Dans l'un des salons, plusieurs tables avaient été disposées. Le bridge et le poker avaient réuni leurs fidèles. On joue beaucoup dans la Concession de Nagasaki, comme on joue dans la Concession de Shanghaï, comme on joue dans celle de Yokohama ou dans celle de Kôbé, comme on joue généralement partout dans cet Extrême-Orient où les Européens s'enrichissent et s'ennuient. La partie était assez forte. Des femmes, des jeunes filles mêmes, mêlées aux hommes, la renchérissaient, relançant et contrant sans mesure ni prudence. Et l'or et les billets couraient sur le tapis.

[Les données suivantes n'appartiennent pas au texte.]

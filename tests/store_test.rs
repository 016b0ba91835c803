//! Media store integration tests: pinning, live reads and stream lifecycle.

mod common;

use std::sync::atomic::{AtomicUsize, Ordering};
use std::sync::{Arc, Barrier, Mutex};
use std::time::{Duration, Instant};

use assert_matches::assert_matches;
use common::{pcm_packet, pcm_stream, wait_until, ChannelSources, TestHarness};
use mediastore::cache::DiskCache;
use mediastore::config::{CacheConfig, Config, PipelineConfig, StoreConfig};
use mediastore::pipeline::Pipeline;
use mediastore::{FileHandle, IoControl, IoControlResponse, MediaFile, MediaStore, StreamState};
use mediastore_common::{Error, MediaId, Packet, StreamDescriptor};
use mediastore_media::{AbortHandle, Demuxer, Muxer};

#[test]
fn test_pin_read_unpin_lifecycle() {
    let h = TestHarness::new();

    let id = h.store.pin_media("/media/show.ts").unwrap();
    assert_eq!(id, MediaId::new(1));
    assert_eq!(h.store.pin_media("/media/show.ts").unwrap(), id);
    assert!(h.store.is_pinned(id));

    let stream = h.store.open(id).expect("stream should open");
    assert_eq!(stream.state(), StreamState::Open);

    let mut buf = [0u8; 100];
    assert_matches!(
        stream.read(0, &mut buf),
        Err(Error::NotYetAvailable { position: 0, .. })
    );

    let feed = h.sources.feed("/media/show.ts");
    for i in 0..20 {
        feed.send(pcm_packet(i * 20_000, 256)).unwrap();
    }
    wait_until(|| stream.length() >= 4096);

    assert_eq!(stream.read(0, &mut buf).unwrap(), 100);
    // Matroska EBML magic
    assert_eq!(&buf[..4], &[0x1A, 0x45, 0xDF, 0xA3]);

    let container = stream.container().unwrap();
    assert_eq!(container.mime_type, "video/x-matroska");
    wait_until(|| stream.container().unwrap().max_timestamp == Some(19 * 20_000));

    assert!(h.store.unpin_media(id).unwrap());
    assert!(!h.store.is_pinned(id));
    assert!(!h.store.is_path_pinned("/media/show.ts"));
    assert_eq!(stream.state(), StreamState::Closed);
    assert!(h.store.open(id).is_none());

    // Pinning again hands out a new id and a fresh stream
    let again = h.store.pin_media("/media/show.ts").unwrap();
    assert_eq!(again, MediaId::new(2));
    let fresh = h.store.open(again).unwrap();
    assert!(!Arc::ptr_eq(&stream, &fresh));
    assert_eq!(fresh.state(), StreamState::Open);
    assert_matches!(fresh.read(0, &mut buf), Err(Error::NotYetAvailable { .. }));
}

#[test]
fn test_open_returns_shared_stream() {
    let h = TestHarness::new();
    let id = h.store.pin_media("/media/a.ts").unwrap();

    let first = h.store.open(id).unwrap();
    let second = h.store.open(id).unwrap();
    assert!(Arc::ptr_eq(&first, &second));
    assert_eq!(h.sources.opens(), 1);
}

#[test]
fn test_concurrent_opens_start_one_pipeline() {
    let h = Arc::new(TestHarness::with_config(|c| c.store.open_on_pin = false));
    let id = h.store.pin_media("/media/race.ts").unwrap();
    assert_eq!(h.sources.opens(), 0);

    let barrier = Arc::new(Barrier::new(8));
    let handles: Vec<_> = (0..8)
        .map(|_| {
            let h = Arc::clone(&h);
            let barrier = Arc::clone(&barrier);
            std::thread::spawn(move || {
                barrier.wait();
                h.store.open(id).unwrap()
            })
        })
        .collect();

    let streams: Vec<_> = handles.into_iter().map(|t| t.join().unwrap()).collect();
    assert!(streams.iter().all(|s| Arc::ptr_eq(s, &streams[0])));
    assert_eq!(h.sources.opens(), 1);
    assert_eq!(h.store.open_streams(), 1);
}

#[test]
fn test_unpin_aborts_blocked_source() {
    let h = TestHarness::new();
    let id = h.store.pin_media("/media/stalled.ts").unwrap();
    let stream = h.store.stream(id).unwrap();
    assert!(stream.is_converting());

    // The source is blocked waiting for packets that never come
    let started = Instant::now();
    h.store.unpin_media(id).unwrap();
    assert!(started.elapsed() < Duration::from_secs(2));
    assert!(h.sources.all_aborted());
    assert!(!stream.is_converting());
}

#[test]
fn test_deinitialize_closes_streams() {
    let h = TestHarness::new();
    let a = h.store.pin_media("/media/a.ts").unwrap();
    let b = h.store.pin_media("/media/b.ts").unwrap();
    assert_eq!(h.store.open_streams(), 2);

    let stream = h.store.stream(a).unwrap();
    h.store.deinitialize().unwrap();
    assert_eq!(h.store.open_streams(), 0);
    assert_eq!(stream.state(), StreamState::Closed);
    // Catalog entries stay pinned
    assert!(h.store.is_pinned(a) && h.store.is_pinned(b));
}

#[test]
fn test_media_file_reads_through_cursor() {
    let h = TestHarness::with_config(|c| c.store.container = "mka".to_string());
    let id = h.store.pin_media("/media/song.ts").unwrap();
    let url = id.store_path();
    assert!(MediaFile::exists(&h.store, &url));

    let mut file = MediaFile::open(&h.store, &url).unwrap();
    assert_eq!(file.content().as_deref(), Some("audio/x-matroska"));
    assert_eq!(
        file.io_control(IoControl::SeekPossible).unwrap(),
        IoControlResponse::SeekPossible(true)
    );

    let mut buf = [0u8; 64];
    assert_matches!(file.read(&mut buf), Err(e) if e.is_retryable());
    assert_eq!(file.position(), 0);

    let feed = h.sources.feed("/media/song.ts");
    for i in 0..4 {
        feed.send(pcm_packet(i * 20_000, 512)).unwrap();
    }
    wait_until(|| file.length() > 2048);

    assert_eq!(file.read(&mut buf).unwrap(), 64);
    assert_eq!(file.position(), 64);

    assert_eq!(file.seek(std::io::SeekFrom::Current(-32)).unwrap(), 32);
    assert_matches!(
        file.seek(std::io::SeekFrom::Current(-100)),
        Err(Error::InvalidInput(_))
    );
    assert_eq!(file.position(), 32);
    let end = file.seek(std::io::SeekFrom::End(0)).unwrap();
    assert_eq!(end, file.length());

    match file.io_control(IoControl::CacheStatus).unwrap() {
        IoControlResponse::CacheStatus(status) => assert!(status.level >= 0.0),
        other => panic!("unexpected response: {other:?}"),
    }
    assert_eq!(
        file.io_control(IoControl::SetCacheRate(1024)).unwrap(),
        IoControlResponse::RateSet(true)
    );
    file.close();
}

#[test]
fn test_file_handle_maps_not_yet_available() {
    use std::io::Read;

    let h = TestHarness::new();
    let id = h.store.pin_media("/media/show.ts").unwrap();

    let mut handle = FileHandle::open(&h.store, &id.store_path()).unwrap();
    assert!(handle.is_media());
    let mut buf = [0u8; 16];
    let err = handle.read(&mut buf).unwrap_err();
    assert_eq!(err.kind(), std::io::ErrorKind::WouldBlock);
}

#[test]
fn test_malformed_store_paths() {
    let h = TestHarness::new();
    for url in ["mediastore://", "mediastore://x1", "mediastore://-3", "/media/show.ts"] {
        assert!(MediaId::from_store_path(url).is_none(), "{url}");
        assert!(!MediaFile::exists(&h.store, url));
    }
}

#[test]
fn test_catalog_survives_reopen() {
    let dir = tempfile::TempDir::new().unwrap();
    let mut config = Config {
        store: StoreConfig::in_dir(dir.path()),
        ..Config::default()
    };
    config.store.open_on_pin = false;

    {
        let store = MediaStore::open_default(config.clone()).unwrap();
        store.initialize().unwrap();
        assert_eq!(store.pin_media("/media/a.ts").unwrap(), MediaId::new(1));
        assert_eq!(store.pin_media("/media/b.ts").unwrap(), MediaId::new(2));
        store.unpin_media(MediaId::new(2)).unwrap();
        store.deinitialize().unwrap();
    }

    let store = MediaStore::open_default(config).unwrap();
    store.initialize().unwrap();
    assert!(store.is_pinned(MediaId::new(1)));
    assert_eq!(store.media_id("/media/a.ts"), MediaId::new(1));
    assert!(!store.is_pinned(MediaId::new(2)));
    // Unpinned ids are never handed out again
    assert_eq!(store.pin_media("/media/c.ts").unwrap(), MediaId::new(3));
    assert_eq!(store.list().len(), 2);
}

/// Muxer that fails every write of a packet with an empty payload.
struct PickyMuxer {
    written: Arc<AtomicUsize>,
}

impl Muxer for PickyMuxer {
    fn format(&self) -> &'static str {
        "picky"
    }

    fn mime_type(&self) -> &'static str {
        "application/octet-stream"
    }

    fn open(&mut self, _streams: &[StreamDescriptor]) -> mediastore_media::Result<()> {
        Ok(())
    }

    fn write(
        &mut self,
        packet: &Packet,
        _stream: &StreamDescriptor,
    ) -> mediastore_media::Result<()> {
        if packet.is_empty() {
            return Err(mediastore_media::Error::InvalidData("empty packet".into()));
        }
        self.written.fetch_add(1, Ordering::SeqCst);
        Ok(())
    }

    fn close(&mut self) -> mediastore_media::Result<()> {
        Ok(())
    }
}

/// Demuxer replaying a fixed list of packets.
struct ListDemuxer {
    streams: Vec<StreamDescriptor>,
    packets: Arc<Mutex<Vec<Packet>>>,
    abort: AbortHandle,
}

impl Demuxer for ListDemuxer {
    fn format(&self) -> &'static str {
        "list"
    }

    fn streams(&self) -> &[StreamDescriptor] {
        &self.streams
    }

    fn read(&mut self) -> mediastore_media::Result<Option<Packet>> {
        self.abort.check()?;
        let mut packets = self.packets.lock().unwrap();
        if packets.is_empty() {
            Ok(None)
        } else {
            Ok(Some(packets.remove(0)))
        }
    }

    fn abort_handle(&self) -> AbortHandle {
        self.abort.clone()
    }
}

#[test]
fn test_failed_mux_write_keeps_pipeline_running() {
    let dir = tempfile::TempDir::new().unwrap();
    let cache = Arc::new(DiskCache::new(
        dir.path().join("out.mkv"),
        &CacheConfig::default(),
    ));
    cache.open().unwrap();

    let packets = Arc::new(Mutex::new(vec![
        pcm_packet(0, 16),
        Packet::new(0, Vec::new()),
        pcm_packet(20_000, 16),
    ]));
    let written = Arc::new(AtomicUsize::new(0));
    let input_abort = AbortHandle::new();

    let mut pipeline = Pipeline::start(
        MediaId::new(9),
        Box::new(ListDemuxer {
            streams: vec![pcm_stream()],
            packets: Arc::clone(&packets),
            abort: AbortHandle::new(),
        }),
        Box::new(PickyMuxer {
            written: Arc::clone(&written),
        }),
        cache,
        input_abort.clone(),
        &PipelineConfig {
            poll_interval_ms: 5,
            ..PipelineConfig::default()
        },
    )
    .unwrap();

    // The failing packet ends one pass; the next pass picks up the rest
    wait_until(|| written.load(Ordering::SeqCst) == 2);
    assert!(pipeline.is_running());

    packets.lock().unwrap().push(pcm_packet(40_000, 16));
    wait_until(|| written.load(Ordering::SeqCst) == 3);

    pipeline.close();
    assert!(input_abort.is_aborted());
    assert!(!pipeline.is_running());
}

#[test]
fn test_registry_reopen_after_close_is_fresh() {
    use mediastore::registry::StreamRegistry;

    let h = TestHarness::new();
    let config = Config {
        store: StoreConfig::in_dir(h.dir.path()),
        ..Config::default()
    };
    let registry = StreamRegistry::new(config, h.sources.clone());
    let id = MediaId::new(1);

    let first = registry.open(id, "/media/show.ts").unwrap();
    let feed = h.sources.feed("/media/show.ts");
    feed.send(pcm_packet(0, 512)).unwrap();
    wait_until(|| first.length() > 0);

    assert!(registry.close(id));
    assert!(registry.get_stream(id).is_none());
    assert_eq!(first.state(), StreamState::Closed);

    let second = registry.open(id, "/media/show.ts").unwrap();
    assert!(!Arc::ptr_eq(&first, &second));
    assert_eq!(second.length(), 0);
    assert_eq!(h.sources.opens(), 2);
}

#[test]
fn test_open_racing_unpin_does_not_revive_stream() {
    let h = Arc::new(TestHarness::with_sources(
        ChannelSources::slow(Duration::from_millis(300)),
        |_| {},
    ));
    let id = h.store.pin_media("/media/show.ts").unwrap();
    assert_eq!(h.store.open_streams(), 1);

    // Closing waits out the stalled read, leaving a window for the open below
    let unpinner = {
        let h = Arc::clone(&h);
        std::thread::spawn(move || h.store.unpin_media(id).unwrap())
    };
    std::thread::sleep(Duration::from_millis(50));
    let reopened = h.store.open(id);

    assert!(unpinner.join().unwrap());
    assert!(reopened.is_none());
    assert!(!h.store.is_pinned(id));
    assert!(h.store.stream(id).is_none());
    assert_eq!(h.store.open_streams(), 0);
    assert_eq!(h.sources.opens(), 1);
}

#[test]
fn test_pin_racing_unpin_stays_consistent() {
    let h = Arc::new(TestHarness::with_sources(
        ChannelSources::slow(Duration::from_millis(100)),
        |_| {},
    ));
    let barrier = Arc::new(Barrier::new(2));

    let pinner = {
        let (h, barrier) = (Arc::clone(&h), Arc::clone(&barrier));
        std::thread::spawn(move || {
            barrier.wait();
            h.store.pin_media("/media/race.ts").unwrap()
        })
    };
    barrier.wait();
    let unpinned = h.store.unpin_media(MediaId::new(1)).unwrap();
    let id = pinner.join().unwrap();
    assert_eq!(id, MediaId::new(1));

    // A stream is open exactly when the id is still pinned
    assert_eq!(h.store.is_pinned(id), !unpinned);
    assert_eq!(h.store.stream(id).is_some(), !unpinned);
    assert_eq!(h.store.open_streams(), usize::from(!unpinned));
}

Mrs. Hockley cependant avait quitté sa pelouse de gazon et guidait vers le buffet ceux de ses hôtes qui n'avaient point voulu se séparer d'elle. La marquise Yorisaka accepta le bras du prince Alghero.

—Vraiment,—disait le prince,—je suis impardonnable. Vous devez mourir de soif, Madame... Mais, à bavarder avec vous, j'oubliais absolument l'heure...

Il pressait doucement contre lui la main toute petite qui s'était posée sur son bras.

Apprivoisée, la marquise Yorisaka riait, non sans coquetterie.

Un maître d'hôtel s'était approché.

—Une coupe de champagne?—proposa le prince.

—Oui, s'il vous plaît... Mais plutôt un grand verre, avec de l'eau ... beaucoup d'eau ... et de la glace...

Il alla faire lui-même le mélange. Elle goûta:

—Hé!... mais ... vous n'avez point mis d'eau du tout.